+++ Records shown

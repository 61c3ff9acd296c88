// Composite Scorer
// Convex combination of the five identity components into one 0-100 score.

use super::markers::round2;
use super::metrics::{
    AUTHENTICITY_MARKERS, LEXICAL_IDENTITY, STRUCTURAL_IDENTITY, STYLISTIC_IDENTITY,
    VOICE_CONSISTENCY,
};
use super::risk::{classify_voice, interpret_score, voice_label};
use crate::error::{AuditError, AuditResult};
use crate::models::{ComponentScores, CompositeResult, MetricSet};
use tracing::error;

/// Component metric → weight. Weights sum to 1.0.
pub const COMPONENT_WEIGHTS: [(&str, f64); 5] = [
    (LEXICAL_IDENTITY, 0.20),
    (STRUCTURAL_IDENTITY, 0.20),
    (STYLISTIC_IDENTITY, 0.25),
    (VOICE_CONSISTENCY, 0.20),
    (AUTHENTICITY_MARKERS, 0.15),
];

fn violation(message: String) -> AuditError {
    error!(detail = %message, "scorer.contract_violation");
    AuditError::ContractViolation(message)
}

fn component(metrics: &MetricSet, name: &str) -> AuditResult<f64> {
    let value = metrics
        .score(name)
        .ok_or_else(|| violation(format!("missing component metric {}", name)))?;
    if !value.is_finite() || !(0.0..=100.0).contains(&value) {
        return Err(violation(format!("component {} out of range: {}", name, value)));
    }
    Ok(value)
}

/// Weighted overall score, risk tier and interpretation.
///
/// Components must already lie in [0, 100]; anything else is reported as a
/// `ContractViolation` rather than clamped.
pub fn score(metrics: &MetricSet) -> AuditResult<CompositeResult> {
    let mut overall = 0.0;
    for (name, weight) in COMPONENT_WEIGHTS {
        overall += component(metrics, name)? * weight;
    }
    // Guards float drift at the top of the range.
    let overall = round2(overall).min(100.0);

    let component_scores = ComponentScores {
        lexical_identity: round2(component(metrics, LEXICAL_IDENTITY)?),
        structural_identity: round2(component(metrics, STRUCTURAL_IDENTITY)?),
        stylistic_identity: round2(component(metrics, STYLISTIC_IDENTITY)?),
        voice_consistency: round2(component(metrics, VOICE_CONSISTENCY)?),
        authenticity_markers: round2(component(metrics, AUTHENTICITY_MARKERS)?),
    };

    let risk_tier = classify_voice(overall);
    Ok(CompositeResult {
        component_scores,
        overall_score: overall,
        risk_tier,
        risk_level: voice_label(risk_tier).to_string(),
        interpretation: interpret_score(overall).to_string(),
    })
}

++++++

§ **Assignment**:
Set down, exactly as they appear, the line holding "let risk_tier = classify_voice(overall);" and every line after it until the records end.

§ **Exercise output**:
    let risk_tier = classify_voice(overall);
    Ok(CompositeResult {
        component_scores,
        overall_score: overall,
        risk_tier,
        risk_level: voice_label(risk_tier).to_string(),
        interpretation: interpret_score(overall).to_string(),
    })
}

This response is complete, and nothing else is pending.